Winning Entry: Universal Non-Translation
You descended into the water for Session 14. [Fæfǁǁ^fɔ:] was waiting already, long fern-like tail gently swishing in the current. It wasn't like in fiction. There was no handy coms badge to translate for you, no tiny fish in your ear even.
This was less the first contact of the movies and more like that time you had tried to learn Welsh in night school. Surprisingly, those Welsh lessons were proving helpful. In a way. Sort of. At least you were already used to flailing wildly at a new language.
You were however, relieved that the [Swǁ_ɪɪɪ] favoured shallower waters and you didn't have to descend into a deep sea trench for each meeting. You had established so far that there were at least 6 and no more than 12 of the aquatic visitors. Counting was difficult when one used fingers and the other ... something else. Either fin ripples or a series of small nodules behind their eyes. It hadn't been completely clear.

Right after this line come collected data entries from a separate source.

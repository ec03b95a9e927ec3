// SEA tools - util/rotating_file.rs
//
// Size-rotated log file sink.
//
// Layout on disk: the active file `<name>` plus numbered backups
// `<name>.1` (newest) through `<name>.N` (oldest). Footprint is bounded by
// (N + 1) * max_bytes. Rotation happens synchronously inside the write that
// would overflow the active file.

use std::fs::{self, File, OpenOptions};
use std::io::{self, Write};
use std::path::{Path, PathBuf};
use std::sync::{Arc, Mutex, MutexGuard, PoisonError};

use tracing_subscriber::fmt::MakeWriter;

/// An append-only file that rolls over to numbered backups once it would
/// grow past `max_bytes`.
#[derive(Debug)]
pub struct RotatingFile {
    path: PathBuf,
    max_bytes: u64,
    backup_count: usize,
    /// `None` only between closing the full file and opening its successor.
    file: Option<File>,
    size: u64,
}

impl RotatingFile {
    /// Open (or create) the active file in append mode.
    ///
    /// The current size is taken from the existing file so that a restarted
    /// process keeps rotating at the same boundary.
    pub fn open(
        path: impl Into<PathBuf>,
        max_bytes: u64,
        backup_count: usize,
    ) -> io::Result<Self> {
        let path = path.into();
        let file = open_append(&path)?;
        let size = file.metadata()?.len();
        Ok(Self {
            path,
            max_bytes,
            backup_count,
            file: Some(file),
            size,
        })
    }

    /// Path of the active file.
    pub fn path(&self) -> &Path {
        &self.path
    }

    /// Bytes currently held by the active file.
    pub fn size(&self) -> u64 {
        self.size
    }

    /// Path of backup number `index` (1 is the most recent).
    pub fn backup_path(&self, index: usize) -> PathBuf {
        let mut name = self.path.as_os_str().to_os_string();
        name.push(format!(".{index}"));
        PathBuf::from(name)
    }

    /// A record is never split across files, and an empty file always takes
    /// the record even when it alone is larger than `max_bytes`.
    fn should_rotate(&self, pending: usize) -> bool {
        self.max_bytes > 0 && self.size > 0 && self.size + pending as u64 > self.max_bytes
    }

    /// Retire the active file and start a fresh, empty one.
    ///
    /// With `backup_count == 0` the active file is simply truncated.
    pub fn rotate(&mut self) -> io::Result<()> {
        if let Some(mut file) = self.file.take() {
            file.flush()?;
        }

        if self.backup_count == 0 {
            self.file = Some(open_truncate(&self.path)?);
            self.size = 0;
            return Ok(());
        }

        // Shift `.N-1` -> `.N` down to `.1` -> `.2`; the old `.N` is dropped.
        for index in (1..self.backup_count).rev() {
            let src = self.backup_path(index);
            if src.exists() {
                let dst = self.backup_path(index + 1);
                remove_if_exists(&dst)?;
                fs::rename(&src, &dst)?;
            }
        }

        let newest = self.backup_path(1);
        remove_if_exists(&newest)?;
        if self.path.exists() {
            fs::rename(&self.path, &newest)?;
        }

        self.file = Some(open_append(&self.path)?);
        self.size = 0;
        Ok(())
    }

    fn active(&mut self) -> io::Result<&mut File> {
        // A failed rotation leaves no handle; reopen rather than drop records.
        if self.file.is_none() {
            let file = open_append(&self.path)?;
            self.size = file.metadata()?.len();
            self.file = Some(file);
        }
        match self.file.as_mut() {
            Some(file) => Ok(file),
            None => Err(io::Error::other("log file not open")),
        }
    }
}

impl Write for RotatingFile {
    fn write(&mut self, buf: &[u8]) -> io::Result<usize> {
        if self.should_rotate(buf.len()) {
            self.rotate()?;
        }
        self.active()?.write_all(buf)?;
        self.size += buf.len() as u64;
        Ok(buf.len())
    }

    fn flush(&mut self) -> io::Result<()> {
        match self.file.as_mut() {
            Some(file) => file.flush(),
            None => Ok(()),
        }
    }
}

fn open_append(path: &Path) -> io::Result<File> {
    OpenOptions::new().create(true).append(true).open(path)
}

fn open_truncate(path: &Path) -> io::Result<File> {
    OpenOptions::new()
        .create(true)
        .write(true)
        .truncate(true)
        .open(path)
}

fn remove_if_exists(path: &Path) -> io::Result<()> {
    match fs::remove_file(path) {
        Err(e) if e.kind() != io::ErrorKind::NotFound => Err(e),
        _ => Ok(()),
    }
}

// =============================================================================
// tracing-subscriber integration
// =============================================================================

/// Shareable handle that hands the rotating file to a `fmt` layer.
///
/// Every record is written while holding the lock, so the size check and the
/// rotation it may trigger are atomic with respect to other threads.
#[derive(Debug, Clone)]
pub struct RotatingFileWriter {
    inner: Arc<Mutex<RotatingFile>>,
}

impl RotatingFileWriter {
    pub fn new(file: RotatingFile) -> Self {
        Self {
            inner: Arc::new(Mutex::new(file)),
        }
    }

    /// Lock the underlying file. A poisoned lock is recovered: the file
    /// itself is still usable after a panic in another writer.
    pub fn lock(&self) -> MutexGuard<'_, RotatingFile> {
        self.inner.lock().unwrap_or_else(PoisonError::into_inner)
    }
}

/// Write guard handed out per record.
pub struct RotatingFileGuard<'a>(MutexGuard<'a, RotatingFile>);

impl Write for RotatingFileGuard<'_> {
    fn write(&mut self, buf: &[u8]) -> io::Result<usize> {
        // The fmt layer discards writer errors, so report them here.
        self.0.write(buf).map_err(|e| {
            eprintln!(
                "Failed to write log record to '{}': {e}",
                self.0.path().display()
            );
            e
        })
    }

    fn flush(&mut self) -> io::Result<()> {
        self.0.flush()
    }
}

impl<'a> MakeWriter<'a> for RotatingFileWriter {
    type Writer = RotatingFileGuard<'a>;

    fn make_writer(&'a self) -> Self::Writer {
        RotatingFileGuard(self.lock())
    }
}
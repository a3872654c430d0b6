//! Database migration runner.
//!
//! Embeds the SQL migration files at compile time and executes them on
//! database open. All statements use `IF NOT EXISTS` for idempotent re-running.

use crate::TrialDb;
use crate::error::DatabaseError;

/// `trials` table, unique index on `trial_id`, status and created-at indexes.
const MIGRATION_001: &str = include_str!("../migrations/001_trials.sql");

impl TrialDb {
    /// Run all embedded migrations in sequence.
    pub(crate) async fn run_migrations(&self) -> Result<(), DatabaseError> {
        self.conn
            .execute_batch(MIGRATION_001)
            .await
            .map_err(|e| DatabaseError::Migration(format!("001_trials: {e}")))?;
        Ok(())
    }
}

Today though, two weeks after your first meeting, you were going to ascertain where they had come from. And how. You had asked before of course. It had been one of first questions the MI5 divers had asked after the Department of Fisheries had raised the query and a team had been sent to intercept.
It turned out, that while MI5 had divers and protocols for first contact they hadn't considered that these two needs would intersect. They hadn't anticipated language either.
So that's why you were called in. A linguistics consultant, who happened to have diving certification. Hurriedly given confidentiality papers to sign, a crash course in procedure and sent to the Irish Sea. To meet them.